Dilema Museum Sang Hyang Dedari

SARASDEWI saat menjadi pembicara dalam diskusi di
Lingkara Photography Community
, pekan lalu
Beautiful Girl with beautiful mind. Begitulah kesimpulan saya mengenai pembicara Diskusi Senin malam pekan lalu di Lingkara Photography Community acara Lingkara PhotoCoffee. Maklumlah, dia adalah Saras Dewi . Dosen dan peneliti di Fakultas Ilmu Budaya Universitas Indonesia (UI). Tapi perlu diingat juga bahwa di masa remajanya, gadis Bali ini pernah mencicipi jadi artis dengan lagu hits Lembayung Bali.
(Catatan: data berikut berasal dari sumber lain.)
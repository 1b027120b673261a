// Copyright 2025 Graphmem (https://github.com/graphmem)
//
// This program is free software: you can redistribute it and/or modify
// it under the terms of the GNU Affero General Public License as published by
// the Free Software Foundation, either version 3 of the License, or
// (at your option) any later version.
//
// This program is distributed in the hope that it will be useful,
// but WITHOUT ANY WARRANTY; without even the implied warranty of
// MERCHANTABILITY or FITNESS FOR A PARTICULAR PURPOSE. See the
// GNU Affero General Public License for more details.
//
// You should have received a copy of the GNU Affero General Public License
// along with this program. If not, see <https://www.gnu.org/licenses/>.

//! Snapshot export and replay of a memory's subgraph, used by backups.

use super::{as_string, GraphStore};
use graphmem_core::error::{MemoryError, Result};
use graphmem_core::types::ImportCounts;
use serde::{Deserialize, Serialize};
use serde_json::{json, Map, Value};

/// Canonical JSON structure of one memory's subgraph.
#[derive(Debug, Clone, Default, Serialize, Deserialize)]
pub struct GraphExport {
    pub memory: Value,
    pub documents: Vec<Value>,
    pub entities: Vec<Value>,
    pub relations: Vec<Value>,
    pub mentions: Vec<Value>,
}

impl GraphStore {
    /// Export the complete subgraph rooted at a memory.
    pub async fn export_memory(&self, memory_id: &str) -> Result<GraphExport> {
        let memory_rows = self
            .run(
                "MATCH (m:Memory {id: $id}) RETURN properties(m)",
                json!({ "id": memory_id }),
            )
            .await?;
        let memory = memory_rows
            .first()
            .and_then(|row| row.first())
            .cloned()
            .ok_or_else(|| {
                MemoryError::not_found(format!("memory '{}' not found", memory_id))
            })?;

        let documents = self
            .run(
                "MATCH (d:Document {memory_id: $id}) RETURN properties(d) \
                 ORDER BY d.ingested_at",
                json!({ "id": memory_id }),
            )
            .await?
            .into_iter()
            .filter_map(|mut row| row.pop())
            .collect::<Vec<_>>();

        let entities = self
            .run(
                "MATCH (e:Entity {memory_id: $id}) RETURN properties(e) ORDER BY e.name",
                json!({ "id": memory_id }),
            )
            .await?
            .into_iter()
            .filter_map(|mut row| row.pop())
            .collect::<Vec<_>>();

        let relations = self
            .run(
                "MATCH (from:Entity {memory_id: $id})-[r:RELATED_TO]->(to:Entity {memory_id: $id}) \
                 RETURN from.name, from.type, to.name, to.type, properties(r)",
                json!({ "id": memory_id }),
            )
            .await?
            .into_iter()
            .map(|row| {
                let mut props = row
                    .get(4)
                    .and_then(Value::as_object)
                    .cloned()
                    .unwrap_or_else(Map::new);
                props.insert("from_name".to_string(), row[0].clone());
                props.insert("from_type".to_string(), row[1].clone());
                props.insert("to_name".to_string(), row[2].clone());
                props.insert("to_type".to_string(), row[3].clone());
                Value::Object(props)
            })
            .collect::<Vec<_>>();

        let mentions = self
            .run(
                "MATCH (d:Document {memory_id: $id})-[r:MENTIONS]->(e:Entity {memory_id: $id}) \
                 RETURN d.id, e.name, e.type, r.count",
                json!({ "id": memory_id }),
            )
            .await?
            .into_iter()
            .map(|row| {
                json!({
                    "doc_id": row[0],
                    "entity_name": row[1],
                    "entity_type": row[2],
                    "count": row[3],
                })
            })
            .collect::<Vec<_>>();

        tracing::info!(
            memory_id = %memory_id,
            documents = documents.len(),
            entities = entities.len(),
            relations = relations.len(),
            mentions = mentions.len(),
            "Graph exported"
        );

        Ok(GraphExport {
            memory,
            documents,
            entities,
            relations,
            mentions,
        })
    }

    /// Replay an exported subgraph. The target memory must not exist.
    pub async fn import_memory(&self, export: &GraphExport) -> Result<ImportCounts> {
        let memory_id = as_string(&export.memory["id"]);
        if memory_id.is_empty() {
            return Err(MemoryError::invalid("export has no memory id"));
        }
        if self.get_memory(&memory_id).await?.is_some() {
            return Err(MemoryError::AlreadyExists(format!(
                "memory '{}' already exists; delete it before restoring",
                memory_id
            )));
        }

        let mut counts = ImportCounts::default();

        self.run(
            "CREATE (m:Memory) SET m = $props",
            json!({ "props": export.memory }),
        )
        .await?;
        counts.memories = 1;

        for doc in &export.documents {
            self.run("CREATE (d:Document) SET d = $props", json!({ "props": doc }))
                .await?;
            counts.documents += 1;
        }

        for entity in &export.entities {
            self.run("CREATE (e:Entity) SET e = $props", json!({ "props": entity }))
                .await?;
            counts.entities += 1;
        }

        for relation in &export.relations {
            let mut props = relation.as_object().cloned().unwrap_or_default();
            let from_name = props.remove("from_name").unwrap_or(Value::Null);
            let from_type = props.remove("from_type").unwrap_or(Value::Null);
            let to_name = props.remove("to_name").unwrap_or(Value::Null);
            let to_type = props.remove("to_type").unwrap_or(Value::Null);

            self.run(
                "MATCH (from:Entity {name: $from_name, type: $from_type, memory_id: $memory_id}) \
                 MATCH (to:Entity {name: $to_name, type: $to_type, memory_id: $memory_id}) \
                 CREATE (from)-[r:RELATED_TO]->(to) SET r = $props",
                json!({
                    "from_name": from_name,
                    "from_type": from_type,
                    "to_name": to_name,
                    "to_type": to_type,
                    "memory_id": memory_id,
                    "props": Value::Object(props),
                }),
            )
            .await?;
            counts.relations += 1;
        }

        for mention in &export.mentions {
            self.run(
                "MATCH (d:Document {id: $doc_id, memory_id: $memory_id}) \
                 MATCH (e:Entity {name: $entity_name, type: $entity_type, memory_id: $memory_id}) \
                 CREATE (d)-[r:MENTIONS {count: $count}]->(e)",
                json!({
                    "doc_id": mention["doc_id"],
                    "entity_name": mention["entity_name"],
                    "entity_type": mention["entity_type"],
                    "memory_id": memory_id,
                    "count": mention["count"],
                }),
            )
            .await?;
            counts.mentions += 1;
        }

        tracing::info!(
            memory_id = %memory_id,
            documents = counts.documents,
            entities = counts.entities,
            relations = counts.relations,
            mentions = counts.mentions,
            "Graph imported"
        );

        Ok(counts)
    }
}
Malam itu Saras- yang disebut moderator, Bobby Ganaris sebagai Yayas-  bicara tentang rencana UI bersama desa adat Geriana Kauh di desa Duda, Karangasem untuk membangun museum Sang Hyang Dedari. Rencana itu mengacu oada kerjasama sebelumnya dimana Saras dan Tim UI telah melakukan riset mendalam terhadap tarian sakral dan langka ini sejak tahun 2013.
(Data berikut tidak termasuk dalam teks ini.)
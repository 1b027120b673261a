// Copyright 2025 Graphmem (https://github.com/graphmem)
//
// This program is free software: you can redistribute it and/or modify
// it under the terms of the GNU Affero General Public License as published by
// the Free Software Foundation, either version 3 of the License, or
// (at your option) any later version.
//
// This program is distributed in the hope that it will be useful,
// but WITHOUT ANY WARRANTY; without even the implied warranty of
// MERCHANTABILITY or FITNESS FOR A PARTICULAR PURPOSE. See the
// GNU Affero General Public License for more details.
//
// You should have received a copy of the GNU Affero General Public License
// along with this program. If not, see <https://www.gnu.org/licenses/>.

//! Tool dispatcher.
//!
//! Binds the per-request principal and progress sink, enforces the tool's
//! declared permission and memory scope, serialises conflicting operations
//! on the same memory, and marshals arguments into component calls.

use crate::auth::{Principal, ScopeAction};
use crate::ingest::IngestRequest;
use crate::mcp::protocol::*;
use crate::mcp::tools::{find_tool, tool_definitions};
use crate::progress::ProgressSink;
use crate::AppState;
use base64::Engine;
use graphmem_core::error::{MemoryError, Result};
use serde_json::{json, Value};
use std::collections::HashMap;

pub struct McpHandler {
    state: AppState,
}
Museum diharapkan nantinya menjadi referensi bagi siapapun yg ingin tahu lebih banyak mengenai tarian Sang Hyang. Bahkan bukan hanya Sang Hyang Dedari tapi juga tarian Sang Hyang lainnya yang didokumentasikan UI. Pihak UI juga akan menggali dokumentasi tarian ini yang tersebar di sejumlah museum di luar negeri.

Niat yg bagus, tentunya. Tapi bisa jadi akan ada tuduhan bahwa ujung-ujungnya toh hanya untuk pariwisata juga. Museum dan tarian yang akan dipopulerkan kembali itu notabene bisa menjadi daya tarik wisata yg mengurangi kesakralannya.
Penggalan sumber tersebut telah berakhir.